**What to do**
Every line below that holds the string "Serialize" should be copied.

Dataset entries
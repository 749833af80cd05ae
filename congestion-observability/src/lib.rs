pub mod finding_log;

pub use finding_log::FindingLog;
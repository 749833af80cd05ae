// ━━━━━━━━━━━━━━━━━━━━━━━━━━━━━━━━━━━━━━━━━━━━━━━━━━━━━━━━━━━━
//  Congestion — slowest route in a municipal traffic dataset
//
//  serve:  report page over HTTP, one fetch + log append per view
//  check:  a single cycle from the command line
// ━━━━━━━━━━━━━━━━━━━━━━━━━━━━━━━━━━━━━━━━━━━━━━━━━━━━━━━━━━━━

use anyhow::Context;
use clap::{Parser, Subcommand};
use congestion_core::AppConfig;
use congestion_fetch::{DatasetSource, FileSource, HttpSource};
use congestion_observability::FindingLog;
use congestion_report::{ReportState, run_cycle, server};
use std::path::PathBuf;
use std::sync::Arc;
use tracing::info;

#[derive(Parser, Debug)]
#[command(name = "congestion", version, about = "Finds the slowest route in a traffic congestion dataset")]
struct Cli {
    /// Path to configuration file
    #[arg(short, long, default_value = "congestion.yaml", global = true)]
    config: PathBuf,

    /// Log level
    #[arg(long, default_value = "info", global = true)]
    log_level: String,

    /// Dataset URL (overrides `dataset.url`)
    #[arg(long, global = true)]
    url: Option<String>,

    /// Finding log path (overrides `log.path`)
    #[arg(long, global = true)]
    log_file: Option<PathBuf>,

    #[command(subcommand)]
    command: Command,
}

#[derive(Subcommand, Debug)]
enum Command {
    /// Serve the report page
    Serve {
        /// Listen address (overrides `server.addr`)
        #[arg(long)]
        addr: Option<String>,
    },
    /// Run one cycle and print the logged entry
    Check {
        /// Read the dataset from a saved JSON file instead of the URL
        #[arg(long)]
        file: Option<PathBuf>,
    },
}

#[tokio::main]
async fn main() -> anyhow::Result<()> {
    let cli = Cli::parse();

    // ── Tracing ──
    tracing_subscriber::fmt()
        .with_env_filter(
            tracing_subscriber::EnvFilter::try_from_default_env()
                .unwrap_or_else(|_| tracing_subscriber::EnvFilter::new(&cli.log_level)),
        )
        .with_target(false)
        .with_writer(std::io::stderr)
        .init();

    // ── Config ──
    // Env overrides apply with or without the file.
    if cli.config.exists() {
        info!(path = %cli.config.display(), "Loading config file");
    } else {
        info!(path = %cli.config.display(), "No config file found, using defaults and environment");
    }
    let mut config = AppConfig::load(&cli.config)?;
    if let Some(url) = cli.url {
        config.dataset.url = url;
    }
    if let Some(path) = cli.log_file {
        config.log.path = path;
    }
    config.validate()?;

    let log = Arc::new(
        FindingLog::new(&config.log.path)
            .with_context(|| format!("opening finding log {}", config.log.path.display()))?
            .with_zone(config.log.zone()?),
    );

    match cli.command {
        Command::Serve { addr } => {
            let addr = addr.unwrap_or_else(|| config.server.addr.clone());
            let source: Arc<dyn DatasetSource> = Arc::new(HttpSource::new(&config.dataset)?);
            info!(
                version = env!("CARGO_PKG_VERSION"),
                dataset = %config.dataset.url,
                log = %config.log.path.display(),
                timezone = %config.log.timezone,
                "Congestion report server starting"
            );
            server::serve(&addr, Arc::new(ReportState::new(source, log))).await
        }
        Command::Check { file } => {
            let source: Box<dyn DatasetSource> = match file {
                Some(path) => Box::new(FileSource::new(path)),
                None => Box::new(HttpSource::new(&config.dataset)?),
            };
            let outcome = run_cycle(source.as_ref(), &log).await?;
            println!("{}", outcome.entry);
            println!("{}", outcome.report.display.metric_clause);
            Ok(())
        }
    }
}
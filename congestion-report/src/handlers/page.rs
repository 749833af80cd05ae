use crate::cycle::run_cycle;
use crate::render::render_page;
use crate::server::ReportState;
use axum::extract::State;
use axum::http::StatusCode;
use axum::response::Html;
use std::sync::Arc;

/// `GET /` — run one cycle and render the page.
///
/// Failures still render a full page, with the error's status code.
pub async fn report_page(State(state): State<Arc<ReportState>>) -> (StatusCode, Html<String>) {
    let result = run_cycle(state.source.as_ref(), &state.log).await;
    let status = match &result {
        Ok(_) => StatusCode::OK,
        Err(e) => StatusCode::from_u16(e.status_code()).unwrap_or(StatusCode::INTERNAL_SERVER_ERROR),
    };
    (status, Html(render_page(&result, &state.log_name())))
}
use crate::cycle::run_cycle;
use crate::server::ReportState;
use axum::extract::State;
use axum::http::StatusCode;
use axum::response::Json;
use serde_json::{Value, json};
use std::sync::Arc;

/// `GET /api/slowest` — run one cycle, answer with the display fields plus
/// the log line and the entry as written.
pub async fn slowest(State(state): State<Arc<ReportState>>) -> (StatusCode, Json<Value>) {
    match run_cycle(state.source.as_ref(), &state.log).await {
        Ok(outcome) => {
            let mut body = json!(outcome.report.display);
            body["log_line"] = json!(outcome.report.log_line);
            body["entry"] = json!(outcome.entry);
            (StatusCode::OK, Json(body))
        }
        Err(e) => {
            let status = e.status_code();
            (
                StatusCode::from_u16(status).unwrap_or(StatusCode::INTERNAL_SERVER_ERROR),
                Json(json!({
                    "error": e.to_string(),
                    "kind": e.kind(),
                    "status": status,
                })),
            )
        }
    }
}
//! Dataset shape detection and the pure analysis pipeline.

use crate::error::Error;
use crate::record::{NormalizedRoute, RawRecord, extract};
use crate::report::{Report, assemble};
use crate::selector::select_slowest;
use serde_json::Value;
use tracing::debug;

/// Find the records array in a provider document.
///
/// Tried in order: `result.records`, `records`, `data`, the document itself.
/// Only arrays match; the first one found is used even if empty.
pub fn records_from_document(doc: &Value) -> Result<Vec<RawRecord>, Error> {
    if doc.is_null() {
        return Err(Error::InvalidResponse);
    }

    let candidates = [
        doc.get("result").and_then(|r| r.get("records")),
        doc.get("records"),
        doc.get("data"),
        Some(doc),
    ];
    let (shape, items) = candidates
        .into_iter()
        .zip(["result.records", "records", "data", "<root>"])
        .find_map(|(v, shape)| v.and_then(Value::as_array).map(|a| (shape, a)))
        .ok_or(Error::NoRecordsFound)?;

    if items.is_empty() {
        return Err(Error::NoRecordsFound);
    }
    debug!(shape, count = items.len(), "Records located");

    Ok(items
        .iter()
        .map(|item| match item {
            Value::Object(m) => m.clone(),
            _ => RawRecord::new(),
        })
        .collect())
}

/// Normalize every record, in order.
pub fn normalize(records: &[RawRecord]) -> Vec<NormalizedRoute> {
    records.iter().map(extract).collect()
}

/// Document → records → routes → slowest → report.
pub fn analyze(doc: &Value) -> Result<Report, Error> {
    let records = records_from_document(doc)?;
    let routes = normalize(&records);
    let selection = select_slowest(&routes)?;
    Ok(assemble(&selection))
}
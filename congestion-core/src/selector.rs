//! Route selection — reduces a dataset to its single slowest route.
//!
//! Two tiers, decided for the whole dataset at once:
//! 1. If any route reports a speed, the lowest speed wins and routes that
//!    only report a duration are ignored entirely.
//! 2. Otherwise the highest duration wins.
//!
//! Ties go to the route that appears first.

use crate::error::Error;
use crate::record::NormalizedRoute;
use serde::Serialize;
use std::cmp::Ordering;

/// Which field justified a selection.
#[derive(Debug, Clone, Copy, PartialEq, Eq, Serialize)]
#[serde(rename_all = "lowercase")]
pub enum MetricTag {
    Speed,
    Duration,
}

impl MetricTag {
    pub fn as_str(&self) -> &'static str {
        match self {
            MetricTag::Speed => "speed",
            MetricTag::Duration => "duration",
        }
    }
}

/// The winning metric and its value.
#[derive(Debug, Clone, Copy, PartialEq)]
pub enum Metric {
    Speed(f64),
    Duration(f64),
}

impl Metric {
    pub fn tag(&self) -> MetricTag {
        match self {
            Metric::Speed(_) => MetricTag::Speed,
            Metric::Duration(_) => MetricTag::Duration,
        }
    }

    pub fn value(&self) -> f64 {
        match self {
            Metric::Speed(v) | Metric::Duration(v) => *v,
        }
    }
}

/// The route chosen as slowest, tagged with the metric that decided it.
#[derive(Debug, Clone, PartialEq)]
pub struct SelectionResult {
    pub route: NormalizedRoute,
    pub metric: Metric,
}

/// Pick the slowest route.
///
/// Fails with [`Error::NoMetricAvailable`] when no route carries a speed or
/// a duration (which includes the empty dataset).
pub fn select_slowest(routes: &[NormalizedRoute]) -> Result<SelectionResult, Error> {
    // `min_by` keeps the first of several equal minima.
    let by_speed = routes
        .iter()
        .filter_map(|r| r.speed.map(|s| (r, s)))
        .min_by(|(_, a), (_, b)| compare(*a, *b));
    if let Some((route, speed)) = by_speed {
        return Ok(SelectionResult {
            route: route.clone(),
            metric: Metric::Speed(speed),
        });
    }

    // Reversed comparison so ties still resolve to the earliest route.
    let by_duration = routes
        .iter()
        .filter_map(|r| r.duration.map(|d| (r, d)))
        .min_by(|(_, a), (_, b)| compare(*b, *a));
    if let Some((route, duration)) = by_duration {
        return Ok(SelectionResult {
            route: route.clone(),
            metric: Metric::Duration(duration),
        });
    }

    Err(Error::NoMetricAvailable)
}

/// Numeric order where `-0.0 == 0.0`. Extracted metrics are never NaN.
fn compare(a: f64, b: f64) -> Ordering {
    a.partial_cmp(&b).unwrap_or(Ordering::Equal)
}
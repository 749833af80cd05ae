pub mod cycle;
pub mod handlers;
pub mod render;
pub mod server;

pub use cycle::{Outcome, run_cycle};
pub use server::{ReportState, build_router};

**Response area**
use serde::Serialize;
#[derive(Debug, Clone, Copy, PartialEq, Eq, Serialize)]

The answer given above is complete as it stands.